The couple suspects Bear was left in hot weather, saying the veterinarian told them such severe heatstroke doesn’t occur without severe environmental conditions.
But Brown believes the dog was already sick upon arrival and noted an animal control officer who found there was no neglect.
His employees are required to obtain hundreds of hours of training and learn proper first aid, he added.
Brown said Bear “started out mopey and slow and lackadaisical,” after arriving at the trainer’s home, but that’s normal for dogs with aggression and anxiety as they adjust to the new environment.
He said the dog stayed in an air-conditioned house with access to water and allowed outside for short bathroom breaks, with regular monitoring. He was brought to the veterinary hospital when he showed signs of distress, Brown said.
“I know that he was getting great treatment. He was with folks throughout the day,” Brown said. “And I believe that unfortunately he was sick when he came to us and spiraled because he was feeling stressed. I feel awful about that.”
Brown acknowledged he’d want answers, too. But he doesn’t believe there are widespread problems or deaths at Utah’s training programs that would illustrate a need for a new law.
“We’ve been doing this for 15 years and dogs have been safe, happy,” he said. “This is not normal.”
Hunter Hansen with Sugar House Pet Care, a dog walking and pet sitting service, sees it differently. He is in favor of stricter rules.

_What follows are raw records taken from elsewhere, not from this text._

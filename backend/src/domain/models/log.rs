//! The log aggregate: one baby profile plus one event store, with undo
//! tracking. A log is the unit of persistence; one log maps to one
//! document on disk.
//!
//! Every mutating call records an explicit inverse value on the undo
//! stack owned by the aggregate. Callers keep at most one mutating
//! operation in flight against a given log; nothing here is internally
//! concurrent.

use super::baby::Baby;
use super::event::{Event, EventKind};
use super::event_store::{EventStore, StoreError};

/// A recorded mutation, carrying enough state to run in either direction.
#[derive(Debug, Clone)]
enum Mutation {
    ReplaceBaby { before: Baby, after: Baby },
    ReplaceEvents { before: EventStore, after: EventStore },
    UpsertEvent { before: Option<Event>, after: Event },
    RemoveEvent { before: Event },
}

/// In-memory aggregate backing one document on disk. Exclusively owns its
/// baby profile and event store.
#[derive(Debug, Clone)]
pub struct Log {
    baby: Baby,
    events: EventStore,
    undo_stack: Vec<Mutation>,
    redo_stack: Vec<Mutation>,
}

impl Log {
    /// Create a log with an empty event store.
    pub fn new(baby: Baby) -> Self {
        Self::from_parts(baby, EventStore::new())
    }

    /// Create a log from restored parts, with empty undo history.
    pub fn from_parts(baby: Baby, events: EventStore) -> Self {
        Self {
            baby,
            events,
            undo_stack: Vec::new(),
            redo_stack: Vec::new(),
        }
    }

    pub fn baby(&self) -> &Baby {
        &self.baby
    }

    pub fn events(&self) -> &EventStore {
        &self.events
    }

    pub fn can_undo(&self) -> bool {
        !self.undo_stack.is_empty()
    }

    pub fn can_redo(&self) -> bool {
        !self.redo_stack.is_empty()
    }

    /// Record a fresh mutation. Any redo history becomes unreachable.
    fn record(&mut self, mutation: Mutation) {
        self.redo_stack.clear();
        self.undo_stack.push(mutation);
    }

    /// Upsert an event into the collection matching its kind.
    pub fn save_event(&mut self, event: Event) -> Event {
        let before = self.events.save_event(event.clone());
        self.record(Mutation::UpsertEvent {
            before,
            after: event.clone(),
        });
        event
    }

    /// Remove an event. Removing an absent id succeeds silently and
    /// records nothing, since nothing changed.
    pub fn delete_event(&mut self, kind: EventKind, id: &str) -> Option<Event> {
        let removed = self.events.delete_event(kind, id);
        if let Some(event) = &removed {
            self.record(Mutation::RemoveEvent {
                before: event.clone(),
            });
        }
        removed
    }

    /// Copy an event under a fresh id and current timestamp.
    pub fn duplicate_event(&mut self, kind: EventKind, id: &str) -> Result<Event, StoreError> {
        let copy = self.events.duplicate_event(kind, id)?;
        self.record(Mutation::UpsertEvent {
            before: None,
            after: copy.clone(),
        });
        Ok(copy)
    }

    /// Replace the baby profile. The prior value is recorded for undo
    /// unless its name is empty: the placeholder that exists before the
    /// profile form is first filled in stays out of the undo history.
    pub fn set_baby(&mut self, baby: Baby) {
        let before = std::mem::replace(&mut self.baby, baby.clone());
        if !before.name.is_empty() {
            self.record(Mutation::ReplaceBaby {
                before,
                after: baby,
            });
        }
    }

    /// Wholesale replace the event store; always recorded for undo.
    pub fn set_events(&mut self, events: EventStore) {
        let before = std::mem::replace(&mut self.events, events.clone());
        self.record(Mutation::ReplaceEvents {
            before,
            after: events,
        });
    }

    /// Revert the most recent recorded mutation. Returns whether anything
    /// was undone.
    pub fn undo(&mut self) -> bool {
        let Some(mutation) = self.undo_stack.pop() else {
            return false;
        };
        self.apply_inverse(&mutation);
        self.redo_stack.push(mutation);
        true
    }

    /// Replay the most recently undone mutation. Returns whether anything
    /// was redone.
    pub fn redo(&mut self) -> bool {
        let Some(mutation) = self.redo_stack.pop() else {
            return false;
        };
        self.apply_forward(&mutation);
        self.undo_stack.push(mutation);
        true
    }

    fn apply_forward(&mut self, mutation: &Mutation) {
        match mutation {
            Mutation::ReplaceBaby { after, .. } => self.baby = after.clone(),
            Mutation::ReplaceEvents { after, .. } => self.events = after.clone(),
            Mutation::UpsertEvent { after, .. } => {
                self.events.save_event(after.clone());
            }
            Mutation::RemoveEvent { before } => {
                self.events.delete_event(before.kind(), before.id());
            }
        }
    }

    fn apply_inverse(&mut self, mutation: &Mutation) {
        match mutation {
            Mutation::ReplaceBaby { before, .. } => self.baby = before.clone(),
            Mutation::ReplaceEvents { before, .. } => self.events = before.clone(),
            Mutation::UpsertEvent { before, after } => match before {
                Some(prior) => {
                    self.events.save_event(prior.clone());
                }
                None => {
                    self.events.delete_event(after.kind(), after.id());
                }
            },
            Mutation::RemoveEvent { before } => {
                self.events.save_event(before.clone());
            }
        }
    }
}
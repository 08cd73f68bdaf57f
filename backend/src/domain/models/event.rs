//! Domain models for recorded childcare events.

use chrono::{DateTime, Utc};
use serde::{Deserialize, Serialize};
use std::fmt;
use std::time::{SystemTime, UNIX_EPOCH};

/// The closed set of recordable event categories.
#[derive(Debug, Clone, Copy, PartialEq, Eq, Hash, Serialize, Deserialize)]
pub enum EventKind {
    Feed,
    Diaper,
    Nap,
    Fuss,
    Weight,
    TummyTime,
    Custom,
}

impl EventKind {
    /// Every kind, in presentation order.
    pub const ALL: [EventKind; 7] = [
        EventKind::Feed,
        EventKind::Diaper,
        EventKind::Nap,
        EventKind::Fuss,
        EventKind::Weight,
        EventKind::TummyTime,
        EventKind::Custom,
    ];

    /// Stable short identifier used in generated ids and log lines.
    pub fn slug(&self) -> &'static str {
        match self {
            EventKind::Feed => "feed",
            EventKind::Diaper => "diaper",
            EventKind::Nap => "nap",
            EventKind::Fuss => "fuss",
            EventKind::Weight => "weight",
            EventKind::TummyTime => "tummy",
            EventKind::Custom => "custom",
        }
    }

    /// Human-readable label for rendering.
    pub fn label(&self) -> &'static str {
        match self {
            EventKind::Feed => "Feeding",
            EventKind::Diaper => "Diaper Change",
            EventKind::Nap => "Nap",
            EventKind::Fuss => "Fussy Spell",
            EventKind::Weight => "Weigh-In",
            EventKind::TummyTime => "Tummy Time",
            EventKind::Custom => "Custom",
        }
    }
}

impl fmt::Display for EventKind {
    fn fmt(&self, f: &mut fmt::Formatter<'_>) -> fmt::Result {
        f.write_str(self.slug())
    }
}

/// Which breast a feeding came from.
#[derive(Debug, Clone, Copy, PartialEq, Eq, Serialize, Deserialize)]
#[serde(rename_all = "camelCase")]
pub enum BreastSide {
    Left,
    Right,
    Both,
}

/// Where a feeding came from.
#[derive(Debug, Clone, Copy, PartialEq, Eq, Serialize, Deserialize)]
#[serde(rename_all = "camelCase")]
pub enum FeedSource {
    Bottle,
    Breast { side: BreastSide },
}

/// Unit attached to a recorded measurement.
#[derive(Debug, Clone, Copy, PartialEq, Eq, Serialize, Deserialize)]
#[serde(rename_all = "camelCase")]
pub enum MeasurementUnit {
    Milliliters,
    FluidOunces,
    Minutes,
    Hours,
    Kilograms,
    Pounds,
    Ounces,
}

/// A recorded quantity: volume for feedings, duration for naps and tummy
/// time, mass for weigh-ins.
#[derive(Debug, Clone, Copy, PartialEq, Serialize, Deserialize)]
pub struct Measurement {
    pub value: f64,
    pub unit: MeasurementUnit,
}

/// A bottle or breast feeding.
#[derive(Debug, Clone, PartialEq, Serialize, Deserialize)]
pub struct FeedEvent {
    pub id: String,
    pub date: DateTime<Utc>,
    pub source: FeedSource,
    #[serde(default, skip_serializing_if = "Option::is_none")]
    pub measurement: Option<Measurement>,
}

/// A diaper change.
#[derive(Debug, Clone, PartialEq, Serialize, Deserialize)]
pub struct DiaperEvent {
    pub id: String,
    pub date: DateTime<Utc>,
    pub pee: bool,
    pub poop: bool,
}

/// A nap, with an optional duration.
#[derive(Debug, Clone, PartialEq, Serialize, Deserialize)]
pub struct NapEvent {
    pub id: String,
    pub date: DateTime<Utc>,
    #[serde(default, skip_serializing_if = "Option::is_none")]
    pub measurement: Option<Measurement>,
}

/// A fussy spell, with an optional duration.
#[derive(Debug, Clone, PartialEq, Serialize, Deserialize)]
pub struct FussEvent {
    pub id: String,
    pub date: DateTime<Utc>,
    #[serde(default, skip_serializing_if = "Option::is_none")]
    pub measurement: Option<Measurement>,
}

/// A weigh-in. The measurement is conceptually required; it stays optional
/// so payloads written before the field existed still decode.
#[derive(Debug, Clone, PartialEq, Serialize, Deserialize)]
pub struct WeightEvent {
    pub id: String,
    pub date: DateTime<Utc>,
    #[serde(default, skip_serializing_if = "Option::is_none")]
    pub measurement: Option<Measurement>,
}

/// A tummy time session, with an optional duration.
#[derive(Debug, Clone, PartialEq, Serialize, Deserialize)]
pub struct TummyTimeEvent {
    pub id: String,
    pub date: DateTime<Utc>,
    #[serde(default, skip_serializing_if = "Option::is_none")]
    pub measurement: Option<Measurement>,
}

/// A user-defined event.
#[derive(Debug, Clone, PartialEq, Serialize, Deserialize)]
pub struct CustomEvent {
    pub id: String,
    pub date: DateTime<Utc>,
    pub title: String,
    #[serde(default, skip_serializing_if = "Option::is_none")]
    pub detail: Option<String>,
}

/// A recorded event of any kind. Operations that only learn the kind at
/// runtime dispatch through a single match on this discriminant.
#[derive(Debug, Clone, PartialEq)]
pub enum Event {
    Feed(FeedEvent),
    Diaper(DiaperEvent),
    Nap(NapEvent),
    Fuss(FussEvent),
    Weight(WeightEvent),
    TummyTime(TummyTimeEvent),
    Custom(CustomEvent),
}

impl Event {
    pub fn kind(&self) -> EventKind {
        match self {
            Event::Feed(_) => EventKind::Feed,
            Event::Diaper(_) => EventKind::Diaper,
            Event::Nap(_) => EventKind::Nap,
            Event::Fuss(_) => EventKind::Fuss,
            Event::Weight(_) => EventKind::Weight,
            Event::TummyTime(_) => EventKind::TummyTime,
            Event::Custom(_) => EventKind::Custom,
        }
    }

    pub fn id(&self) -> &str {
        match self {
            Event::Feed(e) => &e.id,
            Event::Diaper(e) => &e.id,
            Event::Nap(e) => &e.id,
            Event::Fuss(e) => &e.id,
            Event::Weight(e) => &e.id,
            Event::TummyTime(e) => &e.id,
            Event::Custom(e) => &e.id,
        }
    }

    pub fn date(&self) -> DateTime<Utc> {
        match self {
            Event::Feed(e) => e.date,
            Event::Diaper(e) => e.date,
            Event::Nap(e) => e.date,
            Event::Fuss(e) => e.date,
            Event::Weight(e) => e.date,
            Event::TummyTime(e) => e.date,
            Event::Custom(e) => e.date,
        }
    }

    /// Copy of the kind-specific payload, without the identity fields.
    pub fn details(&self) -> EventDetails {
        match self {
            Event::Feed(e) => EventDetails::Feed {
                source: e.source,
                measurement: e.measurement,
            },
            Event::Diaper(e) => EventDetails::Diaper {
                pee: e.pee,
                poop: e.poop,
            },
            Event::Nap(e) => EventDetails::Nap {
                measurement: e.measurement,
            },
            Event::Fuss(e) => EventDetails::Fuss {
                measurement: e.measurement,
            },
            Event::Weight(e) => EventDetails::Weight {
                measurement: e.measurement,
            },
            Event::TummyTime(e) => EventDetails::TummyTime {
                measurement: e.measurement,
            },
            Event::Custom(e) => EventDetails::Custom {
                title: e.title.clone(),
                detail: e.detail.clone(),
            },
        }
    }

    /// Generate a unique event ID for a kind.
    /// Format: <kind-slug>-<timestamp_ms>-<random_suffix>
    /// Example: feed-1625846400123-af3c
    pub fn generate_id(kind: EventKind, timestamp_millis: u64) -> String {
        let random_suffix = Self::generate_random_suffix(4);
        format!("{}-{}-{}", kind.slug(), timestamp_millis, random_suffix)
    }

    /// Generate a random hex suffix for event IDs.
    fn generate_random_suffix(len: usize) -> String {
        let now = SystemTime::now()
            .duration_since(UNIX_EPOCH)
            .map(|d| d.as_nanos())
            .unwrap_or_default();
        format!("{:x}", now % (16_u128.pow(len as u32)))
            .chars()
            .take(len)
            .collect()
    }
}

/// Kind-specific payload for an event that has not been given an identity
/// yet. This is what the entry form relays to the domain layer.
#[derive(Debug, Clone, PartialEq)]
pub enum EventDetails {
    Feed {
        source: FeedSource,
        measurement: Option<Measurement>,
    },
    Diaper {
        pee: bool,
        poop: bool,
    },
    Nap {
        measurement: Option<Measurement>,
    },
    Fuss {
        measurement: Option<Measurement>,
    },
    Weight {
        measurement: Option<Measurement>,
    },
    TummyTime {
        measurement: Option<Measurement>,
    },
    Custom {
        title: String,
        detail: Option<String>,
    },
}

impl EventDetails {
    pub fn kind(&self) -> EventKind {
        match self {
            EventDetails::Feed { .. } => EventKind::Feed,
            EventDetails::Diaper { .. } => EventKind::Diaper,
            EventDetails::Nap { .. } => EventKind::Nap,
            EventDetails::Fuss { .. } => EventKind::Fuss,
            EventDetails::Weight { .. } => EventKind::Weight,
            EventDetails::TummyTime { .. } => EventKind::TummyTime,
            EventDetails::Custom { .. } => EventKind::Custom,
        }
    }

    /// The measurement carried by this payload, if its kind has one.
    pub fn measurement(&self) -> Option<Measurement> {
        match self {
            EventDetails::Feed { measurement, .. }
            | EventDetails::Nap { measurement }
            | EventDetails::Fuss { measurement }
            | EventDetails::Weight { measurement }
            | EventDetails::TummyTime { measurement } => *measurement,
            EventDetails::Diaper { .. } | EventDetails::Custom { .. } => None,
        }
    }

    /// Combine this payload with an identity into a full event.
    pub fn into_event(self, id: String, date: DateTime<Utc>) -> Event {
        match self {
            EventDetails::Feed {
                source,
                measurement,
            } => Event::Feed(FeedEvent {
                id,
                date,
                source,
                measurement,
            }),
            EventDetails::Diaper { pee, poop } => Event::Diaper(DiaperEvent {
                id,
                date,
                pee,
                poop,
            }),
            EventDetails::Nap { measurement } => Event::Nap(NapEvent {
                id,
                date,
                measurement,
            }),
            EventDetails::Fuss { measurement } => Event::Fuss(FussEvent {
                id,
                date,
                measurement,
            }),
            EventDetails::Weight { measurement } => Event::Weight(WeightEvent {
                id,
                date,
                measurement,
            }),
            EventDetails::TummyTime { measurement } => Event::TummyTime(TummyTimeEvent {
                id,
                date,
                measurement,
            }),
            EventDetails::Custom { title, detail } => Event::Custom(CustomEvent {
                id,
                date,
                title,
                detail,
            }),
        }
    }
}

“This industry is entirely self-regulated, except for very sparse things here and there,” but few pet owners know that, he said.
‘No proof’ of wrongdoing
The animal control officer who responded after Bear’s death and determined there was no neglect reached her conclusion based on a conversation with the trainer’s wife, who reported the dog had been staying inside, with access to food and water, but did not eat a day prior to his death – something the trainer’s wife attributed to stress, according to a police report.
The dog’s dehydration and fever could have been due to several possible reasons, the officer wrote.
“I felt there was no neglect that took place at the dog trainer house,” the report states. “I let her know that I will not be pursing charges against the trainer due to no proof they did anything wrong. Case closed.”
Two veterinarians told KSL a number of factors can contribute to heat stroke in dogs, and they don’t necessarily have to be in a warm place to overheat.
If they’re not able to breathe well – whether due to choking, anxiety, or dehydration – they can get heat stroke, said Utah emergency veterinarian Jeffery Simmons.
Anxiety can also play a role.
Stress is unlikely to raise a dog’s temperature as high as Bear’s, he added, but that can happen in combination with another factor like poor air flow or heat, he said.
Eating something toxic like chocolate could have the same effect, noted Kara Tassone, president of the Utah Veterinary Medical Association.
“It’s not always just as straightforward as one day in the sun,” she said.
Stone and Lawrence buried their dog in one of their favorite spots in the Uinta Mountains, where they often hiked with Bear.
They considered suing and consulted attorneys, they said, but learned they don’t have much of a case without a witness or evidence of what may have happened.
“This is a loss that isn’t measurable in the first place,” Stone said.